> _WHAT NEEDS TO BE DONE_:
Give the number of lines in the following entries that contain the word "ExplosionState", with nothing added.

☆ ☆ ☆ ☆

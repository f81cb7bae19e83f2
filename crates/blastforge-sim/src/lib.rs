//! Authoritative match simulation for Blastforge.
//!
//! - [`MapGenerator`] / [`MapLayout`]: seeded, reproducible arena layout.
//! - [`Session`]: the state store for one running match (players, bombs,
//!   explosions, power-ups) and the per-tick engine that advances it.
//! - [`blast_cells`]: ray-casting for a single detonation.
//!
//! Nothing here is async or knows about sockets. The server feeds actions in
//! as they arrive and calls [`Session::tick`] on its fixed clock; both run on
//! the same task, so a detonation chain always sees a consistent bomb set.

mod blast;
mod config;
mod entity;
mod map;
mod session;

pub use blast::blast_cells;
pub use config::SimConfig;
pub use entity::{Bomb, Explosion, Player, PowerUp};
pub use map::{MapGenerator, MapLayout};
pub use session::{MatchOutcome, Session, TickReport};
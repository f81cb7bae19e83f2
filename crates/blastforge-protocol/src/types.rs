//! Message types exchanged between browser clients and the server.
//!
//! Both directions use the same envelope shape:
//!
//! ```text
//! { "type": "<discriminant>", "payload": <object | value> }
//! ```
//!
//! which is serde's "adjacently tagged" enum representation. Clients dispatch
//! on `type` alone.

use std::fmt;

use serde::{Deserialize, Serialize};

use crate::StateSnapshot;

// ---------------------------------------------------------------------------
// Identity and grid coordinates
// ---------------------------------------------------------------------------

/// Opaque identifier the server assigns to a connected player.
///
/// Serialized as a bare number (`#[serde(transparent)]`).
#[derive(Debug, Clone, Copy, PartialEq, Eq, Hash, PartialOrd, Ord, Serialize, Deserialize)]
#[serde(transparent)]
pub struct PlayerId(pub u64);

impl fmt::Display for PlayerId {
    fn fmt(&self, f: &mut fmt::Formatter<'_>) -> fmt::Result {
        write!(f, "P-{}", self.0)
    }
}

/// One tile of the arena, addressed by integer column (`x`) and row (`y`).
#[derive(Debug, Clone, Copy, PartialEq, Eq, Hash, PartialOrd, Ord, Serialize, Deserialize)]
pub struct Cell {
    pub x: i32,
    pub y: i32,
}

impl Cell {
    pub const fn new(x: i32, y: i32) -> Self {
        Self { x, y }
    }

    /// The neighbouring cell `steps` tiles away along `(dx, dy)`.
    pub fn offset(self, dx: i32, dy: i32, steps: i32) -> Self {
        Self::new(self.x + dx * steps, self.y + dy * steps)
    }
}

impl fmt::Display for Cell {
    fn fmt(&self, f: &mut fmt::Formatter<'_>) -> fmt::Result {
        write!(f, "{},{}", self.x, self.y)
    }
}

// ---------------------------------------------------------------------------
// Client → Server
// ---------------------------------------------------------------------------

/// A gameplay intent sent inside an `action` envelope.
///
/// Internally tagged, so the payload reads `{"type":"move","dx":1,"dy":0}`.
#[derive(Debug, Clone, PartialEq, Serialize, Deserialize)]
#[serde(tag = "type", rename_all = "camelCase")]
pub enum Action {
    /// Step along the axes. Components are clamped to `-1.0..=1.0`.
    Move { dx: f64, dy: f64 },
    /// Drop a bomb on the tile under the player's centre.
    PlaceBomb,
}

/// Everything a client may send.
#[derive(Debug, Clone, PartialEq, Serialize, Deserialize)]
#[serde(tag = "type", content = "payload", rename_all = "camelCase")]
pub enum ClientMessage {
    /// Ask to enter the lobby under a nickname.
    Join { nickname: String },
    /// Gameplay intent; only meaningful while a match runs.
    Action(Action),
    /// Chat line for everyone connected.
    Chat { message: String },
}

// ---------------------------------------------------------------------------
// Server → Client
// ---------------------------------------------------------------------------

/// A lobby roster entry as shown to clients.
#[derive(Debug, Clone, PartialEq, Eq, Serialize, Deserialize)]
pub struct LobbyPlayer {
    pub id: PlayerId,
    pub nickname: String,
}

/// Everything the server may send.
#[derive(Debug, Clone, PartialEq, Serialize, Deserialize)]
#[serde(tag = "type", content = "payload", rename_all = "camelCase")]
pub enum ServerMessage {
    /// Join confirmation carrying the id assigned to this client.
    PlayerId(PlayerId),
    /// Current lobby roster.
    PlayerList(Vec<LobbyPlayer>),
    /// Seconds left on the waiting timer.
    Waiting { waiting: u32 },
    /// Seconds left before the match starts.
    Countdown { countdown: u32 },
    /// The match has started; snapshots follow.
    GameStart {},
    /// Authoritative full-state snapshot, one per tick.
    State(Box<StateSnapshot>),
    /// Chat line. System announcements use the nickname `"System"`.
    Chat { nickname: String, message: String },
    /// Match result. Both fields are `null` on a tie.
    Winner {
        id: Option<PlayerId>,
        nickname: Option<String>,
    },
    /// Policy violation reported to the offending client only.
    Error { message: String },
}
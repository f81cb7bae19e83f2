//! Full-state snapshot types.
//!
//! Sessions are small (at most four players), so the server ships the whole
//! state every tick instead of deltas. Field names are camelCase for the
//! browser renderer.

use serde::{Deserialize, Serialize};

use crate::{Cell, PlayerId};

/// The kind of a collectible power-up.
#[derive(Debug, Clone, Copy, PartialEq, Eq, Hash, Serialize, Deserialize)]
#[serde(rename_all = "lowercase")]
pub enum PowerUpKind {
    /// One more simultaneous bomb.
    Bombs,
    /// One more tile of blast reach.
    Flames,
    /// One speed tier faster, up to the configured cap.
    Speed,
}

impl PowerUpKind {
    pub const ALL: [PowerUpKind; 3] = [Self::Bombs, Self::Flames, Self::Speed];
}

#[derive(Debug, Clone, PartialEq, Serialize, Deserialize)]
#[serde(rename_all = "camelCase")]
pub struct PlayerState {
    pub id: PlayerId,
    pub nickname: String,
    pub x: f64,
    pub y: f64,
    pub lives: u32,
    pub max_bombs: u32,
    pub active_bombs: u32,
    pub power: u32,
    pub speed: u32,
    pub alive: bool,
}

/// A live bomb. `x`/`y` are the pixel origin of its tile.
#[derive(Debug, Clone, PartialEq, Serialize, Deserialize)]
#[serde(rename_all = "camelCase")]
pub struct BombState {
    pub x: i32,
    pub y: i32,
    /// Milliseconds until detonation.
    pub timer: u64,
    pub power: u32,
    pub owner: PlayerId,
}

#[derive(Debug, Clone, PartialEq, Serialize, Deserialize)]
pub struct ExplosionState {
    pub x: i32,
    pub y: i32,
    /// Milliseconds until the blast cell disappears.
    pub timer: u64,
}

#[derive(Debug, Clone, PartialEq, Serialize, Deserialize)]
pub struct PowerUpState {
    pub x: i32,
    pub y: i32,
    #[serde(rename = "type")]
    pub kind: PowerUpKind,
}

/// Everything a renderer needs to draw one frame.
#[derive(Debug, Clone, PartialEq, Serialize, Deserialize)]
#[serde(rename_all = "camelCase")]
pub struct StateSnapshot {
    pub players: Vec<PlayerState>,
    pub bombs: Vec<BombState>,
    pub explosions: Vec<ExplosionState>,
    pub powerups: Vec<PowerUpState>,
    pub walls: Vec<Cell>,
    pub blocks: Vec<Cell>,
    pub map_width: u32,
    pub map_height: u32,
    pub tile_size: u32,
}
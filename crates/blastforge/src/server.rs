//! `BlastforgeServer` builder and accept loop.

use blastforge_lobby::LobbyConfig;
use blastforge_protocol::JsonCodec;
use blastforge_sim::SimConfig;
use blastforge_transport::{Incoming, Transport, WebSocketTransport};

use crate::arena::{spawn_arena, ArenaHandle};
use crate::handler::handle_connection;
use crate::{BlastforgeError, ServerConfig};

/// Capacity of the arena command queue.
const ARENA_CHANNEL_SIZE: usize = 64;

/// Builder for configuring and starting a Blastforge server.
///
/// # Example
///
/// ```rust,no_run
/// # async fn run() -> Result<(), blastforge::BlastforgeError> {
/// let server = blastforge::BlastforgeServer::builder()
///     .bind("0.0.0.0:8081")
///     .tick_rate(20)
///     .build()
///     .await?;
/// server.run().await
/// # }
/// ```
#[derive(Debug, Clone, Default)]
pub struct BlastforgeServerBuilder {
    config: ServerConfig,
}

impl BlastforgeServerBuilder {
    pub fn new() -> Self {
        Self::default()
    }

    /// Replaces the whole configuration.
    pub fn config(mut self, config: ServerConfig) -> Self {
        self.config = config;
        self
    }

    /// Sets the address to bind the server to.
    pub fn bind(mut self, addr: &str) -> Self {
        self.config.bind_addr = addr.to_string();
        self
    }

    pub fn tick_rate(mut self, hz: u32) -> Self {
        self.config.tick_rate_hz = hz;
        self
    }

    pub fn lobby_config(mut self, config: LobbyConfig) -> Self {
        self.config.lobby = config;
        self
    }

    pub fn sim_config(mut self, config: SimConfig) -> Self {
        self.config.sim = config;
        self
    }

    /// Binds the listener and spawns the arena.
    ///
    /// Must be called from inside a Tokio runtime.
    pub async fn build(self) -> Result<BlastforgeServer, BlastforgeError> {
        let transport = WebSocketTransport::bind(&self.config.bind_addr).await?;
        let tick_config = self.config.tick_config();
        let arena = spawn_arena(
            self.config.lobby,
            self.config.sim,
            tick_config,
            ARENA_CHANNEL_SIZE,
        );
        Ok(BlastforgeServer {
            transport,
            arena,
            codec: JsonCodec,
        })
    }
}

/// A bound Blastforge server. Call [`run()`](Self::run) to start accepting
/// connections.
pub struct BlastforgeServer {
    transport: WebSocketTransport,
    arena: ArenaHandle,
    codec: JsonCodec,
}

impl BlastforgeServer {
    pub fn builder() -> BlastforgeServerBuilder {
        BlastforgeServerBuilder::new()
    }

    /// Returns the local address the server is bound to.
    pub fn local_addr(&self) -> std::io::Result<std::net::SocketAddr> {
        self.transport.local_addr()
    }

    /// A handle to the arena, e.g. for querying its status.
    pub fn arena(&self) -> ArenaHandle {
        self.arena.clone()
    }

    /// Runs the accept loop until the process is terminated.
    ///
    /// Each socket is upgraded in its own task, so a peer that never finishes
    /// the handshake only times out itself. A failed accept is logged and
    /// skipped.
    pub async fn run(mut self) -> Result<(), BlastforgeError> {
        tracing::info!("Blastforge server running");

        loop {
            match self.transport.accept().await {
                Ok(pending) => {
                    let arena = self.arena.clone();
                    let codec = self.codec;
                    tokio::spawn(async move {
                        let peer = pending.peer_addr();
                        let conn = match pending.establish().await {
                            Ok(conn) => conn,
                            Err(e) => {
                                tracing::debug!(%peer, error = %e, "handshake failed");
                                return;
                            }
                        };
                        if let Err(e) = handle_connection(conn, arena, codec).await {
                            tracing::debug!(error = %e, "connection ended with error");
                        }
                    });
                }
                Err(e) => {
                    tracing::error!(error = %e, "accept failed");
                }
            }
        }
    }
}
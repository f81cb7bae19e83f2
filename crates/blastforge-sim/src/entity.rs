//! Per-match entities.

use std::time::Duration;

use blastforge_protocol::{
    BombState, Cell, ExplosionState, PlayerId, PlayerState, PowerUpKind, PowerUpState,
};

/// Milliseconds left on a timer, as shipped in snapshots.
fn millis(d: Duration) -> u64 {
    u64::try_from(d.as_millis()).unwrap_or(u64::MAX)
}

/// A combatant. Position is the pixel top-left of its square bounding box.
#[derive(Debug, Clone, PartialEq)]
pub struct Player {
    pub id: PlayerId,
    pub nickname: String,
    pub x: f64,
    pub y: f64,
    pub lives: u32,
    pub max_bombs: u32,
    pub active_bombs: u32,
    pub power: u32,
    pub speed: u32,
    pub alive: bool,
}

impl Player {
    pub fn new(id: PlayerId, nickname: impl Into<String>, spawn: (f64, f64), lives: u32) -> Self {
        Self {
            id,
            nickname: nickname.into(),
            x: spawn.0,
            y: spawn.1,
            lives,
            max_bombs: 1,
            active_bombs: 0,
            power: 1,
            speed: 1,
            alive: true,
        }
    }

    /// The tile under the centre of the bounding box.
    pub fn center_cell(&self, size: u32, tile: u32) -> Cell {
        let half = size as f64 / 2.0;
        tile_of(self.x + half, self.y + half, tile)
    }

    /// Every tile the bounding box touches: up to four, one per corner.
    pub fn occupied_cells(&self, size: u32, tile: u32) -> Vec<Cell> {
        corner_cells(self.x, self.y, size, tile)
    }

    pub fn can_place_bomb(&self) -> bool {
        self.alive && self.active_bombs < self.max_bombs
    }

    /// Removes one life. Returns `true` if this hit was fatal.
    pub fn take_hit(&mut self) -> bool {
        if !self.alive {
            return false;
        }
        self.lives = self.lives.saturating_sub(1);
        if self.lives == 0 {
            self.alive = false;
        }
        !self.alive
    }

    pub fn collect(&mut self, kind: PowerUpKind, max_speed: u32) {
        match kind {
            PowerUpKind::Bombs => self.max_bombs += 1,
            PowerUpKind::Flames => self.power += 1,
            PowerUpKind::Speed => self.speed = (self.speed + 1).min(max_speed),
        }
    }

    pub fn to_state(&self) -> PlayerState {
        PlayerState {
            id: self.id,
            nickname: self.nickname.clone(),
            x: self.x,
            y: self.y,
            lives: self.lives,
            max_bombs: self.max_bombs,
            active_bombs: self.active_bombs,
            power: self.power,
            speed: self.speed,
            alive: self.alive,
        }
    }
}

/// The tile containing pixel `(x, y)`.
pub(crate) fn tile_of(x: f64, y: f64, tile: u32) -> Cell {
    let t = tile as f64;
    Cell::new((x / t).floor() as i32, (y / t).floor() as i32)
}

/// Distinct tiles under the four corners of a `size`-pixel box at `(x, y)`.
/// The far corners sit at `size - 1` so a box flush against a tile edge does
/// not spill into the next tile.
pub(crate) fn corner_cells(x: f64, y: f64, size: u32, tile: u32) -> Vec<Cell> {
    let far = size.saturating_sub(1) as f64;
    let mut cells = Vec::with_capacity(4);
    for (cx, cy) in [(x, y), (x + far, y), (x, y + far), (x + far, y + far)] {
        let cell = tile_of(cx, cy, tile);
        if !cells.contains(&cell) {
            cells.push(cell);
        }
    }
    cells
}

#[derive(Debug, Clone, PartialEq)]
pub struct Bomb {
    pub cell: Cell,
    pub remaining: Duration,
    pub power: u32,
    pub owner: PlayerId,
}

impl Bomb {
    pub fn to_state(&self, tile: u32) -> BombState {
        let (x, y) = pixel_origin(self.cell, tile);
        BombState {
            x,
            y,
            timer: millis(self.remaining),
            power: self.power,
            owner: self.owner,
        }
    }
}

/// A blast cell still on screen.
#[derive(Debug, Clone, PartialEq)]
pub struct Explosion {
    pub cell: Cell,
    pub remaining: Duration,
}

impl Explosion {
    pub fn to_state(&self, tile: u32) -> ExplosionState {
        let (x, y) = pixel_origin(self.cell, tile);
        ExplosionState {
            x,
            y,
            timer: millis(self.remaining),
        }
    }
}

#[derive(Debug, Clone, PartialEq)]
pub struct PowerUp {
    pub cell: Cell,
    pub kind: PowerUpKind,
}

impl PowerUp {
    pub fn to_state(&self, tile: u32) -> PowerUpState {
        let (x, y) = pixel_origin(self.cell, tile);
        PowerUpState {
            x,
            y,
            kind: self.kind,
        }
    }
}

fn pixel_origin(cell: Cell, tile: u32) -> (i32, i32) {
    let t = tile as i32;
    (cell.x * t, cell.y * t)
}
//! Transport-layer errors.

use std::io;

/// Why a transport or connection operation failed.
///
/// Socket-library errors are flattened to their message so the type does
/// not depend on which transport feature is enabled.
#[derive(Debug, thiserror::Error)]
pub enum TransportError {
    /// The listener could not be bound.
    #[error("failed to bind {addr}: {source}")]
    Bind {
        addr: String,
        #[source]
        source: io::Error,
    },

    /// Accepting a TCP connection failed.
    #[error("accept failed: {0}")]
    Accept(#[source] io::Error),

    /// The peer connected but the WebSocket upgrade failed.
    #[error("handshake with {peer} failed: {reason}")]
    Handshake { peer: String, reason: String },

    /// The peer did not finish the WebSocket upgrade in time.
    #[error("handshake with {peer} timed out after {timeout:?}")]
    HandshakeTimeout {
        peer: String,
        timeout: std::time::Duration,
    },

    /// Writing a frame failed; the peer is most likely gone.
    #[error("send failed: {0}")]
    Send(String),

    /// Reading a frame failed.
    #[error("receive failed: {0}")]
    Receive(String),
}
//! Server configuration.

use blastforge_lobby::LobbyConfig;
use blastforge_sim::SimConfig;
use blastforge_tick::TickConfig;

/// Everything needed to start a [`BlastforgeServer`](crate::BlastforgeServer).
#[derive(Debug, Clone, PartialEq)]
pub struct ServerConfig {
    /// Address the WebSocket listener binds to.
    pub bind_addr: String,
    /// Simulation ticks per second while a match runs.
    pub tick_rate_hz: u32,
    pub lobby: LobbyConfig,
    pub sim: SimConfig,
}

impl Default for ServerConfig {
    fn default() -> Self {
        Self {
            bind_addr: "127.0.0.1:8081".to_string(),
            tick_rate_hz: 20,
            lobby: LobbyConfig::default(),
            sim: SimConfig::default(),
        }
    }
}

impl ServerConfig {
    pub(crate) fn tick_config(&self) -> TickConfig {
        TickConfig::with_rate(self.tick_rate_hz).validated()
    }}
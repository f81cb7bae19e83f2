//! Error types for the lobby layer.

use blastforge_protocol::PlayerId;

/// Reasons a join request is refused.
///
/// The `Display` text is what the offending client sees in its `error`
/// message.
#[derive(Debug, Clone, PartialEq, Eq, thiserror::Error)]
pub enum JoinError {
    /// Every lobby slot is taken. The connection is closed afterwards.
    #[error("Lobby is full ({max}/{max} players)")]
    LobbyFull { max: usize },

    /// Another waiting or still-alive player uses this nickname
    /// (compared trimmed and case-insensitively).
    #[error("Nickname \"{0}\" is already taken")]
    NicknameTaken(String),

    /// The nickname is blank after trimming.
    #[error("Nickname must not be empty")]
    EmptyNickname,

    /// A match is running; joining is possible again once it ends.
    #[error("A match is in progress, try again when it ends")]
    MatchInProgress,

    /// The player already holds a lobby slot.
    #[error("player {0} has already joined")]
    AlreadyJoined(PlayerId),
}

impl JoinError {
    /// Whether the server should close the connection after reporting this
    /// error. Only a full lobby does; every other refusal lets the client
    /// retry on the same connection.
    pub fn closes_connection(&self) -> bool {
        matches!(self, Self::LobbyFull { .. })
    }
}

☆ ☆ ☆ ☆

> _EXERCISE SOLUTION_:
5